Uma nova ferramenta tecnológica passou a integrar, neste ano, o trabalho de onze anos de atuação do programa Primeira Infância Melhor no RS, com a consultoria da Fundação Getúlio Vargas (FGV). Um vídeo demonstrativo da pesquisa qualitativa realizada pela instituição foi exibido nesta manhã, que terá ainda avaliação quantitativa e monitoramento e avaliação contínuos e de longo prazo. A iniciativa permitirá a análise dos dados para qualificação da gestão e expansão do programa, com a melhora da relação custo/efetividade.

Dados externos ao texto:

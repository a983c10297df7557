//! The four-screen view router.

use crate::types::Role;

/// Which screen is showing. Starts at `Login`; the only legal moves are
/// login <-> signup, login -> admin/user (on auth, branched by role) and
/// admin/user -> login (on logout).
#[derive(Debug, Clone, Copy, PartialEq, Eq, Default)]
pub enum View {
    #[default]
    Login,
    Signup,
    Admin,
    User,
}

impl View {
    pub fn can_transition(self, to: View) -> bool {
        use View::*;
        matches!(
            (self, to),
            (Login, Signup) | (Login, Admin) | (Login, User) | (Signup, Login) | (Admin, Login) | (User, Login)
        )
    }
}

/// Which dashboard a fresh auth grant lands on.
pub fn initial_view_for(roles: &[Role]) -> View {
    if roles.contains(&Role::Admin) {
        View::Admin
    } else {
        View::User
    }
}

#[cfg(test)]
mod tests {
    use super::*;

    #[test]
    fn test_transition_matrix() {
        use View::*;
        let all = [Login, Signup, Admin, User];

        for to in all {
            assert_eq!(Login.can_transition(to), to != Login);
        }
        for from in [Signup, Admin, User] {
            for to in all {
                assert_eq!(from.can_transition(to), to == Login);
            }
        }
    }

    #[test]
    fn test_initial_view_branches_on_role() {
        assert_eq!(initial_view_for(&[Role::Admin, Role::User]), View::Admin);
        assert_eq!(initial_view_for(&[Role::User]), View::User);
        assert_eq!(initial_view_for(&[Role::Other("ROLE_X".into())]), View::User);
        assert_eq!(initial_view_for(&[]), View::User);
    }

    #[test]
    fn test_default_is_login() {
        assert_eq!(View::default(), View::Login);
    }
}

O trabalho da FGV será desenvolvido por meio da organização da metodologia de trabalho do Comitê Gestor do PIM e estruturação de um Comitê Consultivo. Serão criadas estruturas normativas, para uma integração formal com outras entidades, como Unesco, para intercâmbio de informações. Os mapas digitais irão integrar dados completos sobre características demográficas, econômicas, de saúde, e mostrar as regiões onde o PIM funciona melhor, e onde precisa ser aprimorado.

“O instrumento possibilita o controle efetivo da gestão dos sistemas de governo, de forma inteligente e lógica – cria um marco lógico – explicou o cientista social da FGV, Francisco Araújo. Os sistemas de causa e efeito, pressupostos pela política, poderão ser melhor avaliados, como a seguinte questão: o PIM é capaz de diminuir a violência? Além disso, permitirá uma análise do currículo e as implicações com outros programas públicos que existem, podendo levar a ajustes para aprimoramento.

A base técnica e científica dará suporte às práticas, para que este programa pioneiro que é o PIM, que aposta no futuro, possa servir também como consultoria e “benchmarketing”, disse Francisco Araújo. A coodenadora do PIM, Liese Serpa, explicou que a parceria com a FGV, com um olhar externo, permitirá revisar a forma de trabalho metodológico do PIM integrado às ações de saúde, e às outras áreas envolvidas com educação e assistência social.